Matt Pollard, a spokesperson for Meta, acknowledged the ongoing debate around legal bases and the lack of regulatory certainty in this area.
"We continue to constructively engage with the Irish DPC, our lead regulator in the EU, regarding our compliance with its decision. We will review the Norway DPA's decision, and there is no immediate impact to our services," Pollard said.
Before the Norwegian ban, the EU has already taken significant action against Meta for violating their data privacy laws.
On May 22, the EDPB penalized Meta with €1.2 billion ($1.3 billion) over violations of data privacy laws, following an extensive investigation into the operations of Facebook in the continent.
The Irish Data Protection Commission (DPC), responsible for regulating all of Meta's activities within the EU, alleged that the company violated Article 46(1) of the General Data Protection Regulation (GDPR).

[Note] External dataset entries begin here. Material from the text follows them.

//! Per-framework handlers: scan a detected project, write its Dockerfile and
//! `.dockerignore`, then hand off to the builder with `SOURCE_CODE_READY`.

mod container;
mod nextjs;
mod node;
mod python;
mod react;
pub mod templates;

pub use container::{ComposeHandler, DockerfileHandler};
pub use nextjs::{select_nextjs_template, NextJsHandler, NextTemplate};
pub use node::{NodeServerHandler, PackageManager};
pub use python::{python_install_flags, python_manager, python_version, PythonHandler, PythonManager};
pub use react::ReactHandler;

use crate::db::ProjectStore;
use crate::detector::Framework;
use crate::errors::PipelineError;
use crate::events::{BuildSource, Event, EventBus, EventHandler, SourceCodeReady, GENERATED_DOCKERFILE};
use async_trait::async_trait;
use serde::Serialize;
use std::path::Path;
use std::sync::Arc;
use templates::DockerfileRenderer;

/// Everything a Dockerfile template needs, resolved from project overrides and stack defaults.
#[derive(Debug, Clone, Default, PartialEq, Eq, Serialize)]
pub struct BuildPlan {
    #[serde(skip)]
    pub template: Option<&'static str>,
    pub runtime_version: String,
    pub package_manager: String,
    pub install_command: String,
    pub build_command: Option<String>,
    pub run_command: String,
    pub output_directory: Option<String>,
    pub port: u16,
}

#[async_trait]
pub trait FrameworkHandler: Send + Sync {
    fn name(&self) -> &'static str;

    async fn scan(
        &self,
        project_path: &Path,
        project: &crate::models::Project,
        framework: Framework,
    ) -> Result<BuildPlan, PipelineError>;

    async fn create_dockerfile(
        &self,
        project_path: &Path,
        plan: &BuildPlan,
    ) -> Result<BuildSource, PipelineError>;

    async fn add_dockerignore(&self, project_path: &Path) -> Result<(), PipelineError>;
}

/// Project override when set and non-blank, otherwise the stack default.
pub fn resolve_command(project_override: Option<&str>, default: impl Into<String>) -> String {
    match project_override.map(str::trim) {
        Some(value) if !value.is_empty() => value.to_string(),
        _ => default.into(),
    }
}

pub(crate) async fn read_optional(path: &Path) -> Option<String> {
    tokio::fs::read_to_string(path).await.ok()
}

pub(crate) async fn render_dockerfile(
    renderer: &DockerfileRenderer,
    project_path: &Path,
    plan: &BuildPlan,
) -> Result<BuildSource, PipelineError> {
    let template = plan
        .template
        .ok_or_else(|| PipelineError::Template("build plan has no template".to_string()))?;
    let contents = renderer
        .render(template, plan)
        .map_err(|err| PipelineError::Template(format!("{:#}", err)))?;

    tokio::fs::write(project_path.join(GENERATED_DOCKERFILE), contents).await?;
    tracing::info!(template, "Wrote {}", GENERATED_DOCKERFILE);
    Ok(BuildSource::Dockerfile(GENERATED_DOCKERFILE.to_string()))
}

pub(crate) async fn write_dockerignore_if_absent(
    project_path: &Path,
    contents: &str,
) -> Result<(), PipelineError> {
    let path = project_path.join(".dockerignore");
    if tokio::fs::try_exists(&path).await? {
        tracing::debug!("Keeping existing .dockerignore");
        return Ok(());
    }
    tokio::fs::write(path, contents).await?;
    Ok(())
}

/// Handlers for every framework, sharing one renderer.
pub fn registry(
    renderer: Arc<DockerfileRenderer>,
    port: u16,
) -> Vec<(Framework, Arc<dyn FrameworkHandler>)> {
    let python: Arc<dyn FrameworkHandler> = Arc::new(PythonHandler::new(renderer.clone(), port));
    vec![
        (
            Framework::NextJs,
            Arc::new(NextJsHandler::new(renderer.clone(), port)) as Arc<dyn FrameworkHandler>,
        ),
        (
            Framework::React,
            Arc::new(ReactHandler::new(renderer.clone(), port)),
        ),
        (
            Framework::Express,
            Arc::new(NodeServerHandler::new(renderer, port)),
        ),
        (Framework::Django, python.clone()),
        (Framework::Flask, python.clone()),
        (Framework::FastApi, python),
        (Framework::Dockerfile, Arc::new(DockerfileHandler)),
        (Framework::DockerCompose, Arc::new(ComposeHandler)),
    ]
}

/// `FRAMEWORK_DETECTED.<fw>` stage wrapping one handler.
pub struct FrameworkStage {
    bus: EventBus,
    projects: Arc<dyn ProjectStore>,
    handler: Arc<dyn FrameworkHandler>,
}

impl FrameworkStage {
    pub fn new(
        bus: EventBus,
        projects: Arc<dyn ProjectStore>,
        handler: Arc<dyn FrameworkHandler>,
    ) -> Self {
        Self {
            bus,
            projects,
            handler,
        }
    }
}

#[async_trait]
impl EventHandler for FrameworkStage {
    fn name(&self) -> &'static str {
        self.handler.name()
    }

    #[tracing::instrument(name = "Prepare source", skip_all, fields(handler = self.handler.name()))]
    async fn handle(&self, event: Event) -> Result<(), PipelineError> {
        let Event::FrameworkDetected(detected) = event else {
            return Ok(());
        };

        let mut project = self
            .projects
            .find(detected.project_id)
            .await
            .map_err(PipelineError::Store)?
            .ok_or_else(|| {
                PipelineError::Validation(format!("project {} not found", detected.project_id))
            })?;

        let path = detected.project_path.as_path();
        let plan = self.handler.scan(path, &project, detected.framework).await?;
        let source = self.handler.create_dockerfile(path, &plan).await?;
        self.handler.add_dockerignore(path).await?;

        if let BuildSource::Compose(file) = &source {
            if project.docker_compose_file.as_deref() != Some(file.as_str()) {
                project.docker_compose_file = Some(file.clone());
                self.projects
                    .update(project)
                    .await
                    .map_err(PipelineError::Store)?;
            }
        }

        self.bus.emit(Event::SourceCodeReady(SourceCodeReady {
            project_path: detected.project_path,
            project_id: detected.project_id,
            source,
        }));
        Ok(())
    }
}
// Copyright (c) 2024 The vulkano developers
// Licensed under the Apache License, Version 2.0
// <LICENSE-APACHE or
// https://www.apache.org/licenses/LICENSE-2.0> or the MIT
// license <LICENSE-MIT or https://opensource.org/licenses/MIT>,
// at your option. All files in the project carrying such
// notice may not be copied, modified, or distributed except
// according to those terms.

//! Binding groups and the caches that hold the objects bound to them.
//!
//! A [`BindingGroup`](layout::BindingGroup) is the equivalent of a descriptor set layout: an
//! ordered list of bindings that is finalized into one native layout object. The objects bound
//! to the slots of one or more groups live in a
//! [`ShaderResourceCache`](cache::ShaderResourceCache).

pub mod cache;
pub mod layout;

pub use self::{
    cache::{
        BindError, BoundResource, BufferResource, BufferViewResource, CacheSlot, DescriptorWrite,
        ImageViewResource, RebindPolicy, ResourceCacheCreateInfo, ShaderResourceCache,
    },
    layout::{BindingGroup, BindingGroupBinding, CacheOffset, DescriptorType},
};
// Copyright (c) 2024 The vulkano developers
// Licensed under the Apache License, Version 2.0
// <LICENSE-APACHE or
// https://www.apache.org/licenses/LICENSE-2.0> or the MIT
// license <LICENSE-MIT or https://opensource.org/licenses/MIT>,
// at your option. All files in the project carrying such
// notice may not be copied, modified, or distributed except
// according to those terms.

//! The binding model shared by all shader stages of a pipeline.
//!
//! A [`PipelineLayoutManager`] owns one [`BindingGroup`] per variable type. Groups are created
//! the first time a resource of their type is allocated, so group indices follow the order in
//! which variable types are first seen. A resource declared by several stages gets one binding
//! per stage; each binding is only visible to the stage that declared it.
//!
//! Once every stage has allocated its resources, [`finalize`](PipelineLayoutManager::finalize)
//! creates one native descriptor set layout per group and a pipeline layout made of them, in
//! group index order.

use crate::{
    descriptor_set::layout::BindingGroup,
    device::LayoutDevice,
    shader::{resources::Resource, ShaderStage, VariableType},
    Validated, ValidationError, VulkanError,
};
use foldhash::HashMap;
use smallvec::SmallVec;
use std::{
    fmt::{Debug, Error as FmtError, Formatter},
    hash::{Hash, Hasher},
    sync::Arc,
};

/// Where a resource was placed in the binding model.
#[derive(Clone, Copy, Debug, PartialEq, Eq, Hash)]
pub struct SlotAllocation {
    /// The index of the group, which is also the descriptor set number.
    pub group: u32,

    /// The binding number within the group.
    pub binding: u32,

    /// The cache offset of the first array element within the group.
    pub cache_offset: u32,
}

/// Builds the binding groups and the native pipeline layout of a pipeline.
#[derive(Default)]
pub struct PipelineLayoutManager {
    // Dropped before the groups its layout is made of.
    native: Option<NativePipelineLayout>,
    groups: SmallVec<[BindingGroup; VariableType::COUNT]>,
    group_index: [Option<u8>; VariableType::COUNT],
    // Keyed by name, holding the catalog index of the resource the slot belongs to.
    allocations: HashMap<(ShaderStage, String), (usize, SlotAllocation)>,
}

impl PipelineLayoutManager {
    /// Creates an empty manager.
    #[inline]
    pub fn new() -> Self {
        Self::default()
    }

    /// Places `resource`, declared by `stage`, in the group of its variable type.
    ///
    /// Allocating the same resource of the same stage again returns the existing allocation.
    /// Allocating another resource of the stage with the same name is an error.
    pub fn allocate_resource_slot(
        &mut self,
        resource: Resource<'_>,
        stage: ShaderStage,
    ) -> Result<SlotAllocation, Box<ValidationError>> {
        if self.native.is_some() {
            return Err(Box::new(ValidationError {
                problem: "the pipeline layout has already been finalized".into(),
                ..Default::default()
            }));
        }

        let key = (stage, resource.name().to_owned());

        if let Some(&(index, allocation)) = self.allocations.get(&key) {
            if index == resource.index() {
                return Ok(allocation);
            }

            return Err(Box::new(ValidationError {
                context: format!("resource `{}`", resource.name()).into(),
                problem: format!(
                    "the {:?} stage declares more than one resource with this name",
                    stage,
                )
                .into(),
            }));
        }

        let variable_type = resource.variable_type();
        let group = match self.group_index[variable_type.index()] {
            Some(group) => group as usize,
            None => {
                let group = self.groups.len();
                self.groups.push(BindingGroup::new(variable_type));
                self.group_index[variable_type.index()] = Some(group as u8);
                group
            }
        };

        let (binding, cache_offset) = self.groups[group]
            .add_binding(resource, stage)
            .map_err(|err| err.add_context(format!("resource `{}`", resource.name())))?;

        let allocation = SlotAllocation {
            group: group as u32,
            binding,
            cache_offset: cache_offset.get(),
        };
        self.allocations.insert(key, (resource.index(), allocation));

        Ok(allocation)
    }

    /// Creates the native layouts of all groups, then the pipeline layout.
    pub fn finalize(&mut self, device: &Arc<dyn LayoutDevice>) -> Result<(), Validated<VulkanError>> {
        if self.native.is_some() {
            return Err(Box::new(ValidationError {
                problem: "the pipeline layout has already been finalized".into(),
                ..Default::default()
            })
            .into());
        }

        let mut set_layouts_vk: SmallVec<[ash::vk::DescriptorSetLayout; VariableType::COUNT]> =
            SmallVec::new();

        for (index, group) in self.groups.iter_mut().enumerate() {
            if group.handle().is_none() {
                group
                    .finalize(device)
                    .map_err(|err| err.add_context(format!("groups[{}]", index)))?;
            }

            set_layouts_vk.extend(group.handle());
        }

        let create_info_vk = ash::vk::PipelineLayoutCreateInfo::default().set_layouts(&set_layouts_vk);
        let handle = device.create_pipeline_layout(&create_info_vk)?;
        log::debug!(
            "created pipeline layout {:?} with {} descriptor set layouts",
            handle,
            set_layouts_vk.len(),
        );

        self.native = Some(NativePipelineLayout {
            handle,
            device: device.clone(),
        });

        Ok(())
    }

    /// Returns whether [`finalize`](Self::finalize) has succeeded.
    #[inline]
    pub fn is_finalized(&self) -> bool {
        self.native.is_some()
    }

    /// Returns the native pipeline layout handle, if the manager has been finalized.
    #[inline]
    pub fn handle(&self) -> Option<ash::vk::PipelineLayout> {
        self.native.as_ref().map(|native| native.handle)
    }

    /// Returns the groups, in group index order.
    #[inline]
    pub fn groups(&self) -> &[BindingGroup] {
        &self.groups
    }

    /// Returns the index of the group holding resources of `variable_type`, if there is one.
    #[inline]
    pub fn group_index(&self, variable_type: VariableType) -> Option<usize> {
        self.group_index[variable_type.index()].map(usize::from)
    }

    /// Returns the total number of descriptors of each group, which are the sizes to initialize
    /// a cache with.
    pub fn group_sizes(&self) -> SmallVec<[u32; VariableType::COUNT]> {
        self.groups
            .iter()
            .map(BindingGroup::total_descriptors)
            .collect()
    }

    /// Returns the number of dynamic uniform and storage buffer descriptors in all groups.
    pub fn num_dynamic_descriptors(&self) -> u32 {
        self.groups
            .iter()
            .map(BindingGroup::num_dynamic_descriptors)
            .sum()
    }

    /// Returns whether the first `num_groups` groups of `self` and `other` are identical, so
    /// that descriptor sets bound for one can be used with the other.
    pub fn is_compatible_with(&self, other: &PipelineLayoutManager, num_groups: usize) -> bool {
        self.groups.len() >= num_groups
            && other.groups.len() >= num_groups
            && self.groups[..num_groups] == other.groups[..num_groups]
    }
}

impl PartialEq for PipelineLayoutManager {
    #[inline]
    fn eq(&self, other: &Self) -> bool {
        self.groups == other.groups
    }
}

impl Eq for PipelineLayoutManager {}

impl Hash for PipelineLayoutManager {
    fn hash<H: Hasher>(&self, state: &mut H) {
        self.groups.len().hash(state);

        for group in &self.groups {
            group.hash(state);
        }
    }
}

impl Debug for PipelineLayoutManager {
    fn fmt(&self, f: &mut Formatter<'_>) -> Result<(), FmtError> {
        f.debug_struct("PipelineLayoutManager")
            .field("handle", &self.handle())
            .field("groups", &self.groups)
            .finish_non_exhaustive()
    }
}

struct NativePipelineLayout {
    handle: ash::vk::PipelineLayout,
    device: Arc<dyn LayoutDevice>,
}

impl Drop for NativePipelineLayout {
    fn drop(&mut self) {
        log::debug!("destroying pipeline layout {:?}", self.handle);
        unsafe { self.device.destroy_pipeline_layout(self.handle) };
    }
}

This chapter from the GDPR outlines the conditions for transferring personal data to countries and organizations outside the EU.
According to the DPC, Meta continued to transfer personal data from the EU to the United States, even after the European Court of Justice invalidated the EU-US Privacy Shield agreement in 2020. (Related: Google, Facebook are hijacking your personal data and using it against you.)
In January, the DPC fined Meta a total of €390 million ($437 million) for privacy infringements and ordered the company to find a new legal basis for its business model. Meta has appealed this decision, and the Irish regulator is expected to reach a decision on the matter by mid-August.
Max Schrems, an Austrian privacy campaigner, filed complaints against Meta for the lack of proper legal grounds to process millions of European data. However, Meta disputed the claim and stated that it could use users' data as a part of a contract to provide them with personalized ads.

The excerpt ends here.